When Mrs. Youngblood was asked if she knew Claimant's remarks were part of a dirty remark, she replied, 10429-3 GSO
Claimant testified that he had meant no harm; that one of the other employes told him to ask Edwards the question. Later on, however, he testified that he though his remark had gone over Mrs. Youngblood's head. She resented his profanity, and she considered his other remarks as ungentlemanly and insulting to her. Mr. Edwards, to whom Claimant made the remarks, also considered them insulting to Mrs. Youngblood.
We have carefully examined the entire record including the transcript of the testimony and have concluded that it contains sufficient competent evidence to support carrier's finding that the charges against Claimant were sustained.
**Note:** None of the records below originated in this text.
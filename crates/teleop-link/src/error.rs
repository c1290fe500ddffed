//! Error taxonomy for the channel layer.
//!
//! Transient conditions (receive-would-block, marker-not-yet-seen) never
//! surface here — they are absorbed inside the bounded-wait loops. Every
//! variant below is a real, caller-visible failure.

use std::net::SocketAddr;

use teleop_core::position::DecodeError;
use teleop_core::MAX_TELEGRAM_BYTES;
use thiserror::Error;

/// Errors surfaced by the channel manager and its connections.
#[derive(Debug, Error)]
pub enum LinkError {
    /// An ack marker was configured without an initial command. Detected at
    /// load time, before any connection attempt.
    #[error("channel {channel}: command_ack configured without initial_command")]
    ConfigInvalid { channel: String },

    /// The caller named a channel that was never configured.
    #[error("unknown channel: {0}")]
    UnknownChannel(String),

    /// TCP connect refused/unreachable after the bounded attempt budget.
    #[error("channel {channel}: connect to {address} failed after {attempts} attempt(s): {source}")]
    ConnectFailure {
        channel: String,
        address: SocketAddr,
        attempts: u32,
        #[source]
        source: std::io::Error,
    },

    /// A pre- or post-greeting marker was not observed within the bail
    /// timeout.
    #[error("channel {channel}: handshake marker {marker:?} not observed within {waited_ms}ms")]
    HandshakeTimeout {
        channel: String,
        marker: String,
        waited_ms: u64,
    },

    /// The previous command's ack marker was not observed before the next
    /// send was due.
    #[error("channel {channel}: command ack not observed within {waited_ms}ms")]
    AckTimeout { channel: String, waited_ms: u64 },

    /// An expected response (e.g. a neck position report) did not arrive
    /// within the bail timeout.
    #[error("channel {channel}: response not observed within {waited_ms}ms")]
    ResponseTimeout { channel: String, waited_ms: u64 },

    /// Transmit error (broken pipe, reset, write timeout).
    #[error("channel {channel}: send failed: {source}")]
    SendFailure {
        channel: String,
        #[source]
        source: std::io::Error,
    },

    /// The caller supplied a telegram over the size limit. Rejected before
    /// any socket is touched; never retried.
    #[error("telegram of {size} bytes exceeds the {MAX_TELEGRAM_BYTES}-byte limit")]
    OversizedTelegram { size: usize },

    /// A response marker was found but its embedded payload failed to
    /// parse. Connection state is unaffected.
    #[error("channel {channel}: response decode failed: {source}")]
    DecodeFailure {
        channel: String,
        #[source]
        source: DecodeError,
    },
}

impl LinkError {
    /// Maps fatal failure categories to distinct process exit statuses so
    /// operators can tell bad config from unreachable network from protocol
    /// desync.
    pub fn exit_code(&self) -> i32 {
        match self {
            LinkError::ConfigInvalid { .. } => 2,
            LinkError::ConnectFailure { .. } => 3,
            LinkError::HandshakeTimeout { .. } => 4,
            LinkError::AckTimeout { .. } | LinkError::ResponseTimeout { .. } => 5,
            LinkError::SendFailure { .. } => 6,
            LinkError::UnknownChannel(_)
            | LinkError::OversizedTelegram { .. }
            | LinkError::DecodeFailure { .. } => 1,
        }
    }

    /// Whether the failure is worth exactly one reconnect-and-retry inside
    /// `send`. A second occurrence is surfaced as fatal.
    pub(crate) fn retryable_once(&self) -> bool {
        matches!(
            self,
            LinkError::AckTimeout { .. } | LinkError::SendFailure { .. }
        )
    }
}

// ── Tests ─────────────────────────────────────────────────────────────────────
//! One TCP connection to one channel, and its handshake state machine.
//!
//! A `Connection` exclusively owns its socket and read buffer. It is
//! created by [`Connection::establish`], which drives the handshake to the
//! `Ready` state or fails; a failed connection is never reused — the
//! manager tears it down and constructs a brand-new one.
//!
//! # Bounded waits
//!
//! Every wait (pre/post-greeting marker, command ack, position report)
//! uses the same algorithm: attempt a non-blocking receive, append any
//! bytes to the read buffer, check for the target, then sleep a short,
//! arithmetically increasing interval before retrying. The wait aborts
//! once total elapsed time exceeds the bail timeout. Receive-would-block
//! is "no data yet", not a failure; EOF and connection-reset fail the
//! connection immediately.

use std::io;
use std::time::Duration;

use teleop_core::position::DecodeError;
use teleop_core::{find_subslice, scan_position};
use tokio::io::AsyncWriteExt;
use tokio::net::TcpStream;
use tokio::time::{sleep, Instant};
use tracing::{debug, trace, warn};

use crate::config::{ChannelConfig, TimingConfig};
use crate::error::LinkError;

/// Lifecycle state of one connection.
#[derive(Debug, Clone, Copy, PartialEq, Eq)]
pub enum ConnectionState {
    Disconnected,
    Connecting,
    AwaitingPreGreeting,
    Handshaking,
    AwaitingPostGreeting,
    Ready,
    /// Terminal for this instance; the manager must build a fresh
    /// `Connection` to retry.
    Failed,
}

/// Outcome of a bounded wait, before the manager assigns it an error
/// category (handshake vs. ack vs. response).
#[derive(Debug)]
pub(crate) enum WaitError {
    Timeout { waited: Duration },
    Io(io::Error),
    Decode(DecodeError),
}

/// One channel's socket plus the inbound bytes not yet consumed by a
/// marker match.
#[derive(Debug)]
pub struct Connection {
    channel: String,
    stream: TcpStream,
    state: ConnectionState,
    read_buffer: Vec<u8>,
    last_activity: Instant,
}

impl Connection {
    /// Opens a socket to `config.address` and drives the handshake to
    /// `Ready`: optional pre-greeting marker, greeting, optional
    /// post-greeting marker, then the optional initial command (which
    /// bypasses the ack gate — there is no prior in-flight command).
    ///
    /// Nagle's algorithm is disabled: coalescing delay is unacceptable in
    /// a teleoperation control loop.
    ///
    /// # Errors
    ///
    /// [`LinkError::ConnectFailure`] when the TCP connect fails or the
    /// socket errors mid-handshake, [`LinkError::HandshakeTimeout`] when a
    /// greeting marker is not observed within the bail timeout, and
    /// [`LinkError::SendFailure`] when the greeting or initial command
    /// cannot be transmitted.
    pub(crate) async fn establish(
        channel: &str,
        config: &ChannelConfig,
        timing: &TimingConfig,
    ) -> Result<Self, LinkError> {
        debug!(channel, address = %config.address, "connecting");

        let stream =
            match tokio::time::timeout(timing.bail_timeout, TcpStream::connect(config.address))
                .await
            {
                Ok(Ok(stream)) => stream,
                Ok(Err(source)) => {
                    return Err(LinkError::ConnectFailure {
                        channel: channel.to_string(),
                        address: config.address,
                        attempts: 1,
                        source,
                    })
                }
                Err(_) => {
                    return Err(LinkError::ConnectFailure {
                        channel: channel.to_string(),
                        address: config.address,
                        attempts: 1,
                        source: io::Error::new(io::ErrorKind::TimedOut, "connect timed out"),
                    })
                }
            };

        stream
            .set_nodelay(true)
            .map_err(|source| LinkError::ConnectFailure {
                channel: channel.to_string(),
                address: config.address,
                attempts: 1,
                source,
            })?;

        let mut conn = Self {
            channel: channel.to_string(),
            stream,
            state: ConnectionState::Connecting,
            read_buffer: Vec::new(),
            last_activity: Instant::now(),
        };

        if let Some(marker) = &config.await_before_greeting {
            conn.enter_state(ConnectionState::AwaitingPreGreeting);
            conn.handshake_wait(marker, config, timing).await?;
        }

        conn.enter_state(ConnectionState::Handshaking);
        if let Some(greeting) = &config.greeting {
            conn.transmit(greeting, timing)
                .await
                .map_err(|source| LinkError::SendFailure {
                    channel: channel.to_string(),
                    source,
                })?;
        }

        if let Some(marker) = &config.await_after_greeting {
            conn.enter_state(ConnectionState::AwaitingPostGreeting);
            conn.handshake_wait(marker, config, timing).await?;
        }

        conn.enter_state(ConnectionState::Ready);
        if let Some(command) = &config.initial_command {
            conn.transmit(command, timing)
                .await
                .map_err(|source| LinkError::SendFailure {
                    channel: channel.to_string(),
                    source,
                })?;
        }

        debug!(channel, "channel ready");
        Ok(conn)
    }

    /// Current lifecycle state.
    pub fn state(&self) -> ConnectionState {
        self.state
    }

    /// Time since the last byte moved in either direction.
    pub fn idle_time(&self) -> Duration {
        self.last_activity.elapsed()
    }

    fn enter_state(&mut self, next: ConnectionState) {
        trace!(channel = %self.channel, from = ?self.state, to = ?next, "state transition");
        self.state = next;
    }

    /// Maps a handshake-phase wait outcome to its error category.
    async fn handshake_wait(
        &mut self,
        marker: &[u8],
        config: &ChannelConfig,
        timing: &TimingConfig,
    ) -> Result<(), LinkError> {
        self.wait_for_marker(marker, timing)
            .await
            .map_err(|e| match e {
                WaitError::Timeout { waited } => LinkError::HandshakeTimeout {
                    channel: self.channel.clone(),
                    marker: String::from_utf8_lossy(marker).into_owned(),
                    waited_ms: waited.as_millis() as u64,
                },
                WaitError::Io(source) => LinkError::ConnectFailure {
                    channel: self.channel.clone(),
                    address: config.address,
                    attempts: 1,
                    source,
                },
                // wait_for_marker never decodes payloads
                WaitError::Decode(source) => LinkError::DecodeFailure {
                    channel: self.channel.clone(),
                    source,
                },
            })
    }

    /// Bounded wait until `marker` appears in the inbound stream. On a
    /// match, the buffer prefix through the marker is consumed.
    pub(crate) async fn wait_for_marker(
        &mut self,
        marker: &[u8],
        timing: &TimingConfig,
    ) -> Result<(), WaitError> {
        let start = Instant::now();
        let mut nap = timing.poll_sleep_initial;
        loop {
            self.drain_inbound()?;

            if let Some(at) = find_subslice(&self.read_buffer, marker) {
                self.read_buffer.drain(..at + marker.len());
                trace!(channel = %self.channel, marker = ?String::from_utf8_lossy(marker), "marker observed");
                return Ok(());
            }

            let waited = start.elapsed();
            if waited >= timing.bail_timeout {
                warn!(
                    channel = %self.channel,
                    marker = ?String::from_utf8_lossy(marker),
                    waited_ms = waited.as_millis() as u64,
                    buffered = self.read_buffer.len(),
                    "bail timeout waiting for marker"
                );
                return Err(WaitError::Timeout { waited });
            }

            sleep(nap).await;
            nap = timing.next_poll_sleep(nap);
        }
    }

    /// Bounded wait for a `pos: <digits>\n` report in the inbound stream.
    /// On a match, the consumed prefix (through the newline) is trimmed.
    pub(crate) async fn await_position(
        &mut self,
        timing: &TimingConfig,
    ) -> Result<u16, WaitError> {
        let start = Instant::now();
        let mut nap = timing.poll_sleep_initial;
        loop {
            self.drain_inbound()?;

            match scan_position(&self.read_buffer) {
                Ok(Some(m)) => {
                    self.read_buffer.drain(..m.consumed);
                    trace!(channel = %self.channel, degrees = m.degrees, "position report observed");
                    return Ok(m.degrees);
                }
                Ok(None) => {}
                Err(e) => return Err(WaitError::Decode(e)),
            }

            let waited = start.elapsed();
            if waited >= timing.bail_timeout {
                return Err(WaitError::Timeout { waited });
            }

            sleep(nap).await;
            nap = timing.next_poll_sleep(nap);
        }
    }

    /// Pulls every readily available byte into the read buffer.
    ///
    /// Would-block means "no data yet" and stops the drain; EOF and any
    /// other socket error fail the connection.
    fn drain_inbound(&mut self) -> Result<usize, WaitError> {
        let mut chunk = [0u8; 1024];
        let mut total = 0;
        loop {
            match self.stream.try_read(&mut chunk) {
                Ok(0) => {
                    self.state = ConnectionState::Failed;
                    return Err(WaitError::Io(io::Error::new(
                        io::ErrorKind::ConnectionReset,
                        "peer closed the connection",
                    )));
                }
                Ok(n) => {
                    self.read_buffer.extend_from_slice(&chunk[..n]);
                    self.last_activity = Instant::now();
                    total += n;
                    trace!(
                        channel = %self.channel,
                        received = n,
                        payload = ?String::from_utf8_lossy(&chunk[..n]),
                        "received bytes"
                    );
                }
                Err(e) if e.kind() == io::ErrorKind::WouldBlock => break,
                Err(e) => {
                    self.state = ConnectionState::Failed;
                    return Err(WaitError::Io(e));
                }
            }
        }
        Ok(total)
    }

    /// Transmits `bytes` in full, or fails. Would-block pauses with the
    /// arithmetic-backoff sleep until the bail timeout; a partial write is
    /// never reported as success.
    pub(crate) async fn transmit(
        &mut self,
        bytes: &[u8],
        timing: &TimingConfig,
    ) -> Result<(), io::Error> {
        let start = Instant::now();
        let mut nap = timing.poll_sleep_initial;
        let mut sent = 0;
        while sent < bytes.len() {
            match self.stream.try_write(&bytes[sent..]) {
                Ok(0) => {
                    self.state = ConnectionState::Failed;
                    return Err(io::Error::new(
                        io::ErrorKind::WriteZero,
                        "socket accepted zero bytes",
                    ));
                }
                Ok(n) => {
                    sent += n;
                    self.last_activity = Instant::now();
                }
                Err(e) if e.kind() == io::ErrorKind::WouldBlock => {
                    if start.elapsed() >= timing.bail_timeout {
                        self.state = ConnectionState::Failed;
                        return Err(io::Error::new(
                            io::ErrorKind::TimedOut,
                            "send stalled past the bail timeout",
                        ));
                    }
                    sleep(nap).await;
                    nap = timing.next_poll_sleep(nap);
                }
                Err(e) => {
                    self.state = ConnectionState::Failed;
                    return Err(e);
                }
            }
        }
        debug!(
            channel = %self.channel,
            sent = bytes.len(),
            payload = ?String::from_utf8_lossy(bytes),
            "sent telegram"
        );
        Ok(())
    }

    /// Best-effort teardown: optional courtesy message, socket shutdown,
    /// then close on drop. Each step's result is discarded — failures here
    /// must not block the replacement connection.
    pub(crate) async fn teardown(mut self, preshutdown: Option<&[u8]>, timing: &TimingConfig) {
        debug!(
            channel = %self.channel,
            state = ?self.state,
            idle_ms = self.idle_time().as_millis() as u64,
            "tearing down connection"
        );
        if let Some(message) = preshutdown {
            let _ = self.transmit(message, timing).await;
        }
        let _ = self.stream.shutdown().await;
    }
}

// ── Tests ─────────────────────────────────────────────────────────────────────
The remaining question concerns the discipline imposed. The record shows that carrier took Claimant's past record into consideration in arriving at its decision to dismiss him from the service. His record was quite properly not put in evidence at the hearing, but it was examined and discussed in conference on the property by the General Chairman, and the President and General Manager of the carrier. The details of his record need not be here repeated. Suffice it to say that Claimant's conduct in the presence of lay employes had been admittedly ungentlemanly and rude on three previous occasions.
It is not the function of the Board to determine the quantum of discipline to be imposed in any given case. That is the responsibility of the carrier, and unless the record shows that its action was arbitrary or capricious or that it acted in bad faith, its judgment should not be set aside. 9422 (Bernstein), 9935 (Weston), 9511 (Elkouri). The record before us does not support such a finding.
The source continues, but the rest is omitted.